Exercise material:

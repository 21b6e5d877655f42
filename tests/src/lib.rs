//! Shared helpers for the integration tests.

use mock_service::{OrderService, OrderServiceConfig};
use std::sync::OnceLock;
use std::time::Duration;
use tracing::{error, Level};
use tracing_subscriber::FmtSubscriber;

pub fn init() {
    static ONCE_LOCK: OnceLock<()> = OnceLock::new();

    ONCE_LOCK.get_or_init(|| {
        let default_panic = std::panic::take_hook();
        std::panic::set_hook(Box::new(move |info| {
            default_panic(info);
            error!("Panic occurred: {info:?}");
        }));

        let _ = FmtSubscriber::builder()
            .with_max_level(Level::DEBUG)
            .with_test_writer()
            .try_init();
    });
}

/// Order service with short delays, so tests are bound by request count rather than the
/// simulated payment time.
pub fn fast_service() -> OrderServiceConfig {
    OrderServiceConfig {
        payment_delay: Duration::from_millis(1),
        processing_delay: Duration::from_millis(1),
        workers: 4,
        queue_capacity: 4096,
        ..Default::default()
    }
}

pub async fn start_service(config: OrderServiceConfig) -> (String, OrderService) {
    let (addr, service) = mock_service::spawn("127.0.0.1:0".parse().unwrap(), config)
        .await
        .expect("bind mock order service");
    (format!("http://{addr}"), service)
}
use std::collections::BTreeMap;
use std::fmt;
use std::time::Duration;

/// Summary of a load test run.
#[derive(Clone, Debug, Default)]
pub struct RunStatistics {
    pub users: usize,
    pub elapsed: Duration,
    pub success: u64,
    pub error: u64,
    /// Iterations which selected a no-op action.
    pub skipped: u64,
    /// Iterations where every action weight was zero.
    pub no_eligible: u64,
    /// Requests sent, keyed by action name.
    pub dispatched: BTreeMap<String, u64>,
    pub requests_per_sec: f64,
    pub error_rate: f64,
    pub latency_p50: Duration,
    pub latency_p90: Duration,
    pub latency_p99: Duration,
}

impl RunStatistics {
    pub fn requests(&self) -> u64 {
        self.success + self.error
    }

    pub fn iterations(&self) -> u64 {
        self.requests() + self.skipped + self.no_eligible
    }

    pub fn dispatched(&self, action: &str) -> u64 {
        self.dispatched.get(action).copied().unwrap_or(0)
    }
}

impl fmt::Display for RunStatistics {
    fn fmt(&self, f: &mut fmt::Formatter<'_>) -> fmt::Result {
        write!(
            f,
            "users={}, elapsed={}, requests={}, errors={}, skipped={}, RPS={:.2}, ErrorRate={:.2}, p50={:?}, p90={:?}, p99={:?}",
            self.users,
            humantime::format_duration(Duration::from_millis(self.elapsed.as_millis() as u64)),
            self.requests(),
            self.error,
            self.skipped,
            self.requests_per_sec,
            self.error_rate,
            self.latency_p50,
            self.latency_p90,
            self.latency_p99,
        )?;
        for (action, count) in &self.dispatched {
            write!(f, ", {action}={count}")?;
        }
        Ok(())
    }
}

Prompt:
Restate, word for word, the listing above from its first line through the line that contains "let _ = FmtSubscriber::builder()", keeping both of those lines.

Task response:
repository 21b6e5d877655f42
filename tests/src/lib.rs
//! Shared helpers for the integration tests.

use mock_service::{OrderService, OrderServiceConfig};
use std::sync::OnceLock;
use std::time::Duration;
use tracing::{error, Level};
use tracing_subscriber::FmtSubscriber;

pub fn init() {
    static ONCE_LOCK: OnceLock<()> = OnceLock::new();

    ONCE_LOCK.get_or_init(|| {
        let default_panic = std::panic::take_hook();
        std::panic::set_hook(Box::new(move |info| {
            default_panic(info);
            error!("Panic occurred: {info:?}");
        }));

        let _ = FmtSubscriber::builder()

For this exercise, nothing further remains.